Cela fait plus de trois ans que j'y suis, j'ai réussi à diminuer le turn over des hôtesses et secrétaires. J'ai embauché plus de cinquante salariés avec un succès certains dans mes recrutements.
J'ai créé un journal d'entreprise. Je pense que je pourrai très bien revendre cela à l'extérieur mais comme je n'ai plus envie d'être secrétaire et de dépendre d'un patron, j'ai des
difficultés à entreprendre cette recherche. Les évènements vont m'y pousser.
Etienne un matin m'appelle dans son bureau et me dit qu'il vient d'être licencié, il fera partie de la prochaine liste des neufs mensuels. C'est le Directeur financier
britannique, Henry, qui reprend sa fonction. Il ne sait rien en ce qui me concerne. Je m'attends à y être aussi et cette perspective me réjouit. Enfin je vais pouvoir quitter cette
entreprise.
Dans la journée Henry m'appelle dans son bureau et m'annonce le départ d'Etienne. "Rassurez vous "ajoute t-il "nous vous conservons nous avons besoin de vous pour gérer le personnel mais
plus de recrutement, plus de formation, plus de projets ressources humaines à mener", cela coûte trop cher, vous vous occuperez juste de la gestion du personnel et de la paie
J'aime beaucoup Henry. Travailler avec lui ne me déplait pas. mais en plus de ne pas être d'accord avec les valeurs et la stratégie Ressources Humaines de l'entreprise, je ne peux
accepter un poste purement administratif. Je le faisais avant parce que j'avais autre chose de motivant en plus. C'est ce que lui explique en lui demandant de me mettre sur la liste des 9
prochaines personnes. Il accepte.
Mon départ ennuie Marie-Pierre qui va reprendre la gestion administrative et la paie en plus de son travail avec Marc André. La perspective de travailler avec Henry ne lui plait pas
réellement, comme quoi nous sommes différentes toutes les deux même si nous nous entendons très bien et nous nous apprécions mutuellement.
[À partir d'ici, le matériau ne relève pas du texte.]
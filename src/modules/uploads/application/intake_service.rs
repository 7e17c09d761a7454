/// Upload intake: registers a scanning session and queues its pairing work
use crate::modules::batches::domain::entities::Batch;
use crate::modules::batches::domain::repository::BatchRepository;
use crate::modules::batches::domain::value_objects::BatchStatus;
use crate::modules::jobs::domain::entities::{Job, JobRecord, JobType};
use crate::modules::jobs::domain::repository::JobRepository;
use crate::modules::uploads::domain::entities::Upload;
use crate::modules::uploads::domain::repository::UploadRepository;
use crate::log_info;
use crate::shared::errors::{AppError, AppResult};
use std::sync::Arc;
use uuid::Uuid;

/// One incoming image file, already persisted to the object store
#[derive(Debug, Clone)]
pub struct NewUploadFile {
    pub filename: String,
    pub storage_path: String,
}

/// Result of registering a batch of files
#[derive(Debug, Clone)]
pub struct IntakeResult {
    pub batch: Batch,
    pub uploads: Vec<Upload>,
    /// The pairing job queued (or reused) for the batch; None when there
    /// was nothing to pair
    pub pairing_job: Option<JobRecord>,
}

pub struct IntakeService {
    uploads: Arc<dyn UploadRepository>,
    batches: Arc<dyn BatchRepository>,
    jobs: Arc<dyn JobRepository>,
}

impl IntakeService {
    pub fn new(
        uploads: Arc<dyn UploadRepository>,
        batches: Arc<dyn BatchRepository>,
        jobs: Arc<dyn JobRepository>,
    ) -> Self {
        Self {
            uploads,
            batches,
            jobs,
        }
    }

    /// Register a set of files as a new batch and queue its pairing job
    ///
    /// An empty file set is not an error: the batch is created with nothing
    /// to pair and no job is queued.
    pub async fn register_uploads(
        &self,
        profile_id: Uuid,
        batch_name: &str,
        files: Vec<NewUploadFile>,
    ) -> AppResult<IntakeResult> {
        if batch_name.trim().is_empty() {
            return Err(AppError::ValidationError(
                "Batch name cannot be empty".to_string(),
            ));
        }
        if files.iter().any(|f| f.filename.trim().is_empty()) {
            return Err(AppError::ValidationError(
                "Upload filename cannot be empty".to_string(),
            ));
        }

        let batch = Batch::new(profile_id, batch_name.trim().to_string(), files.len() as i32);
        let batch = self.batches.create(&batch).await?;

        if files.is_empty() {
            log_info!("Batch {} registered with no files", batch.id);
            return Ok(IntakeResult {
                batch,
                uploads: Vec::new(),
                pairing_job: None,
            });
        }

        let new_uploads: Vec<Upload> = files
            .into_iter()
            .map(|f| Upload::new(profile_id, batch.id, f.filename, f.storage_path))
            .collect();
        let uploads = self.uploads.insert_many(&new_uploads).await?;

        let job = self.enqueue_pairing(profile_id, batch.id).await?;

        self.batches
            .update_status(batch.id, BatchStatus::Processing)
            .await?;

        log_info!(
            "Batch {} registered: {} uploads, pairing job {}",
            batch.id,
            uploads.len(),
            job.id
        );

        Ok(IntakeResult {
            batch,
            uploads,
            pairing_job: Some(job),
        })
    }

    /// Queue a pairing job for a batch, reusing any active one
    ///
    /// Safe to call repeatedly: as long as a queued or running pairing job
    /// exists for the batch no duplicate is created.
    pub async fn enqueue_pairing(&self, profile_id: Uuid, batch_id: Uuid) -> AppResult<JobRecord> {
        if let Some(existing) = self.jobs.find_active(batch_id, JobType::Pairing).await? {
            log_info!(
                "Reusing active pairing job {} for batch {}",
                existing.id,
                batch_id
            );
            return Ok(existing);
        }

        self.jobs.enqueue(Job::pairing(profile_id, batch_id)).await
    }

    /// Queue an ocr job for a batch, reusing any active one
    pub async fn enqueue_ocr(&self, profile_id: Uuid, batch_id: Uuid) -> AppResult<JobRecord> {
        let batch = self
            .batches
            .find_by_id(batch_id)
            .await?
            .ok_or_else(|| AppError::NotFound(format!("Batch {} not found", batch_id)))?;

        if let Some(existing) = self.jobs.find_active(batch_id, JobType::Ocr).await? {
            log_info!(
                "Reusing active ocr job {} for batch {}",
                existing.id,
                batch_id
            );
            return Ok(existing);
        }

        let job = self.jobs.enqueue(Job::ocr(profile_id, batch_id)).await?;

        self.batches
            .update_status(batch.id, BatchStatus::OcrProcessing)
            .await?;

        Ok(job)
    }
}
Je quitte donc cette entreprise où j'ai néanmoins beaucoup évolué et appris. Je resterai pendant des années en contact avec Marie-Pierre et nous déjeunerons souvent ensemble le midi ce qui me
permettra aussi de revoir certaines personnes que j'aimais beaucoup. Je reverrai Etienne aussi ailleurs pour des raisons professionnelles.
Que vais je devenir maintenant ? Vous le saurez à la rentrée.
A suivre.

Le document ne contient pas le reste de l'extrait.